JosephC wrote:
Looks like a complete train-wreck for the music industry.
It appears that 15-20% of the albums on the chart are either greatest hits packages, old catalog titles, soundtracks or various artist collections.
AC/DC's Back in Black has been around for 30+ years and had sold over 21 million copies entering into this year...but there were only 113 releases that out-sold it? Seriously, how many copies could have this album sold in 2015? I'm guessing, give-or-take, somewhere around 200,000...and that is good enough to be #114 on the list of best-sellers?
The number two album on the list has only been certified as platinum and wikipedia indicates it sales are at 1.7 million. I randomly picked 1985 because it was 30 years back, and in just the first two months of that year there were at least 4 albums released that sold over 2 million copies.

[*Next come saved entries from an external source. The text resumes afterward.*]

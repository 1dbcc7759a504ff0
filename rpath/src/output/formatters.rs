//! Output formatter implementations.

use crate::path::RemotePath;
use crate::Result;

use super::{OutputFormatter, PathReport};

/// Formatter for human-readable output.
pub struct HumanFormatter;

impl OutputFormatter for HumanFormatter {
    fn format_report(&self, report: &PathReport) -> Result<String> {
        let kind = match (report.empty, report.root, report.directory) {
            (true, _, _) => "empty",
            (false, true, _) => "root",
            (false, false, true) => "directory",
            (false, false, false) => "file",
        };
        let rooted = if report.absolute { "absolute" } else { "relative" };

        let mut lines = vec![
            format!("path:     {:?}", report.path),
            format!("kind:     {kind}, {rooted}"),
            format!("name:     {:?}", report.display_name),
            format!("segments: {}", report.segments.len()),
        ];
        for (index, segment) in report.segments.iter().enumerate() {
            lines.push(format!("  [{index}] {segment:?}"));
        }
        Ok(lines.join("\n"))
    }

    fn format_segments(&self, segments: &[RemotePath]) -> Result<String> {
        Ok(segments
            .iter()
            .map(RemotePath::native)
            .collect::<Vec<_>>()
            .join("\n"))
    }
}

/// Formatter for JSON output.
pub struct JsonFormatter;

impl OutputFormatter for JsonFormatter {
    fn format_report(&self, report: &PathReport) -> Result<String> {
        Ok(serde_json::to_string_pretty(report)?)
    }

    fn format_segments(&self, segments: &[RemotePath]) -> Result<String> {
        Ok(serde_json::to_string_pretty(segments)?)
    }
}

#[cfg(test)]
mod tests {
    use super::*;

    #[test]
    fn test_human_report() {
        let report = PathReport::new(&RemotePath::from("foo/bar/"));
        let output = HumanFormatter.format_report(&report).unwrap();
        assert!(output.contains("directory, relative"));
        assert!(output.contains("segments: 3"));
        assert!(output.contains("[2] \".\""));
    }

    #[test]
    fn test_human_report_empty_and_root() {
        let empty = HumanFormatter
            .format_report(&PathReport::new(&RemotePath::default()))
            .unwrap();
        assert!(empty.contains("empty, relative"));
        assert!(empty.contains("segments: 0"));

        let root = HumanFormatter
            .format_report(&PathReport::new(&RemotePath::root()))
            .unwrap();
        assert!(root.contains("root, absolute"));
    }

    #[test]
    fn test_human_segments_one_per_line() {
        let segments: Vec<RemotePath> = RemotePath::from("/a b/c").segments().collect();
        let output = HumanFormatter.format_segments(&segments).unwrap();
        assert_eq!(output, "/\na b\nc");
    }

    #[test]
    fn test_json_report() {
        let report = PathReport::new(&RemotePath::from("/Test Filename.txt"));
        let output = JsonFormatter.format_report(&report).unwrap();
        let value: serde_json::Value = serde_json::from_str(&output).unwrap();
        assert_eq!(value["path"], "/Test Filename.txt");
        assert_eq!(value["absolute"], true);
        assert_eq!(value["directory"], false);
        assert_eq!(value["segments"][1], "Test Filename.txt");
    }

    #[test]
    fn test_json_segments() {
        let segments: Vec<RemotePath> = RemotePath::from("foo/bar/").segments().collect();
        let output = JsonFormatter.format_segments(&segments).unwrap();
        let value: Vec<String> = serde_json::from_str(&output).unwrap();
        assert_eq!(value, ["foo", "bar", "."]);
    }
}
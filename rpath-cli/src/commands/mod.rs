//! CLI command implementations.
//!
//! - `segments`: Split a path into its segments
//! - `inspect`: Report everything known about a path
//! - `join`: Concatenate paths left to right
//! - `compare`: Order and relate two paths
//! - `check`: Validate paths against the configured policy

pub mod check;
pub mod compare;
pub mod inspect;
pub mod join;
pub mod segments;

pub use check::CheckCommand;
pub use compare::CompareCommand;
pub use inspect::InspectCommand;
pub use join::JoinCommand;
pub use segments::SegmentsCommand;
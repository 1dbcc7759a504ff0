//! Remote filesystem paths.
//!
//! This module provides [`RemotePath`], the value type used for every path on
//! a remote SFTP host, independent of the local platform's path grammar.
//!
//! # Key Concepts
//!
//! ## Verbatim text
//!
//! A path stores exactly the text it was created from. `.` and `..` are not
//! resolved and repeated separators are not collapsed. Equality and ordering
//! compare that text directly.
//!
//! ## Directory form
//!
//! A trailing `/` marks a path as naming a directory. Iterating such a path
//! produces an extra `.` segment after its last name, so consumers can tell
//! `foo/bar/` from `foo/bar` by looking at the final segment.
//!
//! ## Concatenation
//!
//! `lhs / rhs` appends `rhs` beneath `lhs`. An absolute `rhs` loses its
//! leading separator instead of replacing `lhs`; see [`combine`].
//!
//! # Examples
//!
//! ```
//! use rpath::RemotePath;
//!
//! let home = RemotePath::from("/home/user/");
//! let file = &home / "notes.txt";
//! assert_eq!(file, "/home/user/notes.txt");
//!
//! let segments: Vec<RemotePath> = file.segments().collect();
//! assert_eq!(segments.len(), 4);
//! assert_eq!(segments[0], RemotePath::root());
//! ```

mod combine;
mod iter;
pub mod relationship;
mod types;

#[cfg(all(test, feature = "property-tests"))]
mod proptests;

pub use combine::combine;
pub use iter::Segments;
pub use relationship::PathRelationship;
pub use types::{RemotePath, DIRECTORY_SENTINEL, SEPARATOR};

John Fogerty - Centerfield
Phil Collins - No Jacket Required
Whitney Houston - Whitney Houston
Tears for Fears - Songs from the Big Chair

Still some question in my mind as to the most significant causes. Downloading? Streaming? Marketing? MP3 singles? Cultural decline? Sense of entitlement amongst under 30's? Dreadful strategies by the industry? Playing music on phones? Very little career building by the majors? Lack of education by the majors as to the benefits of pricey hi-res catalog reissues? All the B&M's that have gone out of business? .....................
A friend & I were discussing awhile back that we've had more cultural change in the last 15 years or so then in the previous 75 years. My current thinking is that the same thing has happened again, but this time in perhaps as little as the last 2 years.